Why Partnerships Fail
I just got back from a freight-hunting expedition in the United States. The potential customer has large volumes of freight moving across the border and was dissatisfied with the Canadian freight broker it had been using for the past two months. It seems the broker tried to pass himself off as a trucking company with a sizeable fleet and the staff to support it. Well, once the freight got moving, it became painfully obvious that the broker was a one-man band, working out of his house (I’ll assume the basement), owning no equipment but the obligatory phone and a fax machine. Customer service suffered every time the guy had to feed his goldfish.
Strategic partnerships with customers, suppliers, and employees are an essential part of the trucking business. All at once, a good partner will extend your capabilities and let you focus on what you do well. And since the best partnerships are between individuals, not institutions, a good strategic alliance can be personally rewarding.
Why, then, do these deals so often break down?
1. Someone wins.

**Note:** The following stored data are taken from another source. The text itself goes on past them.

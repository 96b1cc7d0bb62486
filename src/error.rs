//! Error types for the analysis engine.

use thiserror::Error;

use crate::category::AnalysisCategory;

/// Failure to turn a response body into one of the tolerated shapes.
#[derive(Debug, Error)]
pub enum DecodeError {
    /// A flexible integer was neither a JSON integer nor an integer string.
    #[error("type mismatch for `{field}`: expected an integer or integer string, found {found}")]
    TypeMismatch { field: String, found: String },

    /// A required field was absent.
    #[error("missing required field `{0}`")]
    MissingField(String),

    /// The body was not JSON at all.
    #[error("response body is not valid JSON: {0}")]
    InvalidJson(String),

    /// Every candidate envelope shape was tried and none matched.
    #[error("response matched none of the tolerated shapes ({tried}): {last}")]
    NoMatchingShape { tried: String, last: Box<DecodeError> },

    /// A typed shape failed to deserialize.
    #[error("unexpected response shape: {0}")]
    Shape(#[from] serde_json::Error),
}

/// Failure of a single analysis fetch. All variants are retryable from the
/// caller's side.
#[derive(Debug, Error)]
pub enum FetchError {
    /// No response was received.
    #[error("could not reach the analysis service: {0}")]
    Transport(#[from] reqwest::Error),

    /// The service answered with a non-2xx status.
    #[error("analysis service returned HTTP {0}")]
    HttpStatus(u16),

    /// The service answered 2xx with an empty body.
    #[error("analysis service returned no data")]
    NoData,

    #[error("failed to decode analysis response: {0}")]
    Decode(#[from] DecodeError),

    /// The category has no endpoint and was refused before any request.
    #[error("category `{0}` cannot be fetched")]
    UnsupportedCategory(AnalysisCategory),
}

/// Failure of the persistence layer.
#[derive(Debug, Error)]
pub enum StoreError {
    #[error("store I/O failed: {0}")]
    Io(#[from] std::io::Error),

    #[error("store snapshot could not be encoded or decoded: {0}")]
    Snapshot(#[from] serde_json::Error),

    #[error("database error: {0}")]
    Database(#[from] tokio_postgres::Error),

    #[error("database pool error: {0}")]
    Pool(String),

    #[error("no saved analysis for topic `{0}`")]
    NotFound(String),
}

impl From<bb8::RunError<tokio_postgres::Error>> for StoreError {
    fn from(e: bb8::RunError<tokio_postgres::Error>) -> Self {
        match e {
            bb8::RunError::User(inner) => StoreError::Database(inner),
            bb8::RunError::TimedOut => StoreError::Pool("timed out waiting for a connection".to_string()),
        }
    }
}
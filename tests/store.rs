use futures::future::join_all;
use serde_json::Value;
use std::sync::Arc;
use tempfile::TempDir;
use tokio_test::{assert_err, assert_ok};

use compass_analysis::category::AnalysisCategory;
use compass_analysis::error::StoreError;
use compass_analysis::models::{
    ContributionTotal, FinancialContributionsAnalysis, OrganizationAnalysis, PercentContributions,
};
use compass_analysis::store::{AnalysisStore, ArenaStore};

fn political(topic: &str) -> OrganizationAnalysis {
    OrganizationAnalysis {
        topic: topic.to_string(),
        lean_or_label: "Center".to_string(),
        rating: 3,
        description: "Balanced giving.".to_string(),
        category: AnalysisCategory::PoliticalLeaning,
        has_financial_contributions: true,
        financial_contributions_text: None,
        financial_overview: None,
    }
}

fn financial(topic: &str) -> OrganizationAnalysis {
    OrganizationAnalysis::financial(
        topic,
        FinancialContributionsAnalysis {
            summary_text: "Mostly Republican.".to_string(),
            committee_name: Some("ACME PAC".to_string()),
            committee_id: Some("C1".to_string()),
            percent_contributions: Some(PercentContributions {
                total_to_democrats: 100,
                total_to_republicans: 300,
                percent_to_democrats: 25.0,
                percent_to_republicans: 75.0,
                total_contributions: 400,
            }),
            contribution_totals: vec![
                ContributionTotal {
                    recipient_id: Some("R1".to_string()),
                    recipient_name: Some("First".to_string()),
                    number_of_contributions: Some(3),
                    total_contribution_amount: Some(10),
                },
                ContributionTotal {
                    recipient_id: Some("R2".to_string()),
                    recipient_name: None,
                    number_of_contributions: None,
                    total_contribution_amount: Some(90),
                },
            ],
            leadership_contributions: Vec::new(),
        },
    )
}

async fn read_snapshot(store: &ArenaStore) -> Vec<Value> {
    let path = store.snapshot_path().unwrap();
    let text = tokio::fs::read_to_string(path).await.unwrap();
    serde_json::from_str(&text).unwrap()
}

#[tokio::test]
async fn saved_graph_survives_reopen() {
    let dir = TempDir::new().unwrap();
    let path = dir.path().join("history.json");

    let store = ArenaStore::open(&path).await.unwrap();
    assert!(assert_ok!(store.upsert("Acme Corp", &financial("Acme Corp")).await));
    assert!(assert_ok!(store.upsert("Globex", &political("Globex")).await));
    drop(store);

    let reopened = ArenaStore::open(&path).await.unwrap();
    assert_eq!(reopened.load("Acme Corp").await.unwrap(), financial("Acme Corp"));
    assert_eq!(reopened.load("Globex").await.unwrap(), political("Globex"));

    let topics: Vec<_> = reopened.list().await.unwrap().into_iter().map(|s| s.topic).collect();
    assert_eq!(topics, vec!["Globex", "Acme Corp"]);

    // Sequence numbering continues after reopen.
    reopened.upsert("Initech", &political("Initech")).await.unwrap();
    assert_eq!(reopened.list().await.unwrap()[0].topic, "Initech");
}

#[tokio::test]
async fn replacing_a_financial_record_leaves_no_orphans() {
    let dir = TempDir::new().unwrap();
    let store = ArenaStore::open(dir.path().join("history.json")).await.unwrap();

    store.upsert("Acme Corp", &financial("Acme Corp")).await.unwrap();
    store.upsert("Acme Corp", &political("Acme Corp")).await.unwrap();

    let snapshot = read_snapshot(&store).await;
    assert_eq!(snapshot.len(), 1);
    assert!(snapshot[0]["overview"].is_null());
    assert!(store.load("Acme Corp").await.unwrap().financial_overview.is_none());

    assert!(store.remove("Acme Corp").await.unwrap());
    assert!(read_snapshot(&store).await.is_empty());
}

#[tokio::test]
async fn malformed_records_are_skipped_on_open() {
    let dir = TempDir::new().unwrap();
    let path = dir.path().join("history.json");

    let store = ArenaStore::open(&path).await.unwrap();
    store.upsert("Acme Corp", &political("Acme Corp")).await.unwrap();
    let mut snapshot = read_snapshot(&store).await;
    drop(store);

    snapshot.push(serde_json::json!({ "topic": "Broken", "rating": "not a record" }));
    snapshot.push(serde_json::json!(42));
    tokio::fs::write(&path, serde_json::to_vec(&snapshot).unwrap()).await.unwrap();

    let reopened = ArenaStore::open(&path).await.unwrap();
    let summaries = reopened.list().await.unwrap();
    assert_eq!(summaries.len(), 1);
    assert_eq!(summaries[0].topic, "Acme Corp");
    assert!(!reopened.contains("Broken").await.unwrap());
}

#[tokio::test]
async fn unknown_persisted_category_loads_as_undefined() {
    let dir = TempDir::new().unwrap();
    let path = dir.path().join("history.json");

    let store = ArenaStore::open(&path).await.unwrap();
    store.upsert("Acme Corp", &political("Acme Corp")).await.unwrap();
    let mut snapshot = read_snapshot(&store).await;
    drop(store);

    snapshot[0]["category"] = Value::String("Lunar Alignment".to_string());
    tokio::fs::write(&path, serde_json::to_vec(&snapshot).unwrap()).await.unwrap();

    let reopened = ArenaStore::open(&path).await.unwrap();
    assert_eq!(reopened.list().await.unwrap()[0].category, AnalysisCategory::Undefined);
    let loaded = reopened.load("Acme Corp").await.unwrap();
    assert_eq!(loaded.category, AnalysisCategory::Undefined);
    assert_eq!(loaded.rating, 3);
}

#[tokio::test]
async fn a_file_that_is_not_a_list_fails_to_open() {
    let dir = TempDir::new().unwrap();
    let path = dir.path().join("history.json");
    tokio::fs::write(&path, b"{ \"not\": \"a list\" }").await.unwrap();

    match ArenaStore::open(&path).await {
        Err(StoreError::Snapshot(_)) => {}
        Err(other) => panic!("unexpected error: {:?}", other),
        Ok(_) => panic!("opened a snapshot that is not a list"),
    }
}

#[tokio::test]
async fn failed_write_keeps_the_previous_state() {
    let dir = TempDir::new().unwrap();
    let path = dir.path().join("missing-dir").join("history.json");

    let store = ArenaStore::open(&path).await.unwrap();
    let err = assert_err!(store.upsert("Acme Corp", &political("Acme Corp")).await);
    assert!(matches!(err, StoreError::Io(_)), "{:?}", err);
    assert!(!store.contains("Acme Corp").await.unwrap());
    assert!(store.list().await.unwrap().is_empty());
}

#[tokio::test]
async fn maximal_sequence_in_snapshot_still_opens() {
    let dir = TempDir::new().unwrap();
    let path = dir.path().join("history.json");

    let store = ArenaStore::open(&path).await.unwrap();
    store.upsert("Acme Corp", &political("Acme Corp")).await.unwrap();
    store.upsert("Globex", &political("Globex")).await.unwrap();
    let mut snapshot = read_snapshot(&store).await;
    drop(store);

    snapshot[0]["sequence"] = Value::from(i64::MAX);
    tokio::fs::write(&path, serde_json::to_vec(&snapshot).unwrap()).await.unwrap();

    let reopened = ArenaStore::open(&path).await.unwrap();
    assert_eq!(reopened.list().await.unwrap().len(), 2);
    assert!(assert_ok!(reopened.upsert("Initech", &political("Initech")).await));
    assert!(assert_ok!(reopened.upsert("Initech", &financial("Initech")).await));
    assert_eq!(reopened.load("Initech").await.unwrap(), financial("Initech"));
}

#[tokio::test(flavor = "multi_thread", worker_threads = 4)]
async fn concurrent_writes_to_one_topic_never_tear() {
    let dir = TempDir::new().unwrap();
    let path = dir.path().join("history.json");
    let store = Arc::new(ArenaStore::open(&path).await.unwrap());

    let tasks = (0..60).map(|i| {
        let store = Arc::clone(&store);
        tokio::spawn(async move {
            match i % 3 {
                0 => {
                    store.upsert("Acme", &financial("Acme")).await.unwrap();
                }
                1 => {
                    store.upsert("Acme", &political("Acme")).await.unwrap();
                }
                _ => {
                    store.remove("Acme").await.unwrap();
                }
            }
        })
    });
    for joined in join_all(tasks).await {
        joined.unwrap();
    }

    let in_memory = match store.load("Acme").await {
        Ok(analysis) => {
            assert!(analysis == financial("Acme") || analysis == political("Acme"));
            Some(analysis)
        }
        Err(StoreError::NotFound(_)) => None,
        Err(other) => panic!("unexpected error: {:?}", other),
    };

    let snapshot = read_snapshot(&store).await;
    let rows: Vec<&Value> = snapshot.iter().filter(|r| r["topic"] == "Acme").collect();
    assert!(rows.len() <= 1);
    if let Some(row) = rows.first() {
        if row["category"] != "Financial Contributions" {
            assert!(row["overview"].is_null());
        }
    }
    drop(store);

    let reopened = ArenaStore::open(&path).await.unwrap();
    assert_eq!(reopened.load("Acme").await.ok(), in_memory);
    assert_eq!(reopened.list().await.unwrap().len(), rows.len());
}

Two parties do business for one reason only: it’s mutually beneficial. A productive partnership is not a game. There is no winner or loser. If you want something valuable from your partner, you have to have something of equal value to give. Say you need a partner that complements you geographically, and you draw up a list of companies that would be ideal. What do you have to offer that could possibly entice one of these companies into doing business with you? Be realistic. You’re asking for trouble if you over-inflate the value of your side of the deal.
2. People problems. Establish relationships with more than one decision maker. If the guy who’s been championing your company suddenly decides to bolt, your partnership may vanish, too.
3. Too close for comfort. Partnership may involve sharing closely guarded information, including customer contacts. Lay down the ground rules: what right does each partner have to proprietary information both inside and outside the scope of the deal?
4. Partnership on the fly. Two CEOs meet on a golf course, get to talking, and shake hands on a deal before the people who have to implement it even know about it.
C’mon. This is a business arrangement. Make it too personal or informal and you risk losing both the deal and the friendship.
5. Broken trust. Most partnerships fail because at some point someone doesn’t tell the truth. They exaggerate their capabilities or flat-out lie to enhance their position, and as a result the partner loses money or a valuable relationship with a customer.
Think of the dispatcher who puts an extra skid of freight on the trailer and tells the customer the vehicle broke down when the shipment is late. Think of the customer who juices up volumes to get better pricing. Think of the new sales rep who’s hired on the promise that hoards of customers will follow him, like he’s the Pied Piper of transportation sales. Think of the broker who tries to pass himself off as a carrier and double-brokers freight he scooped off an online board. Think of the manager whose fleet size expands and contracts depending on who he’s talking to.
It amazes me what people will say and do to get business. They’ll tell the same lie day in and day out until they eventually believe that lie to be fact. The truth comes out, eventually, without exceptions.
To help you weed out the fact from fiction that plagues so many partnerships, do two things.
First, lead by example. People watch and listen carefully to the leaders of their companies. If you stretch the truth, so will your employees. They’ll think lying is an accepted company practice.
Second, trust, but verify. This is a small industry, and everyone seems to know everyone else. The “six degrees of separation” you hear scholars refer to is just one degree of separation in the trucking industry. Pick up the phone and check out your potential partners. Thoroughly. If their story sounds fishy, it probably is.
Speaking of fishy, I’m not a marine biologist, but I think my broker friend I mentioned in the first paragraph might want to switch the fish in his aquarium from goldfish to guppies. You don’t have to feed them as much. It might help improve his customer service.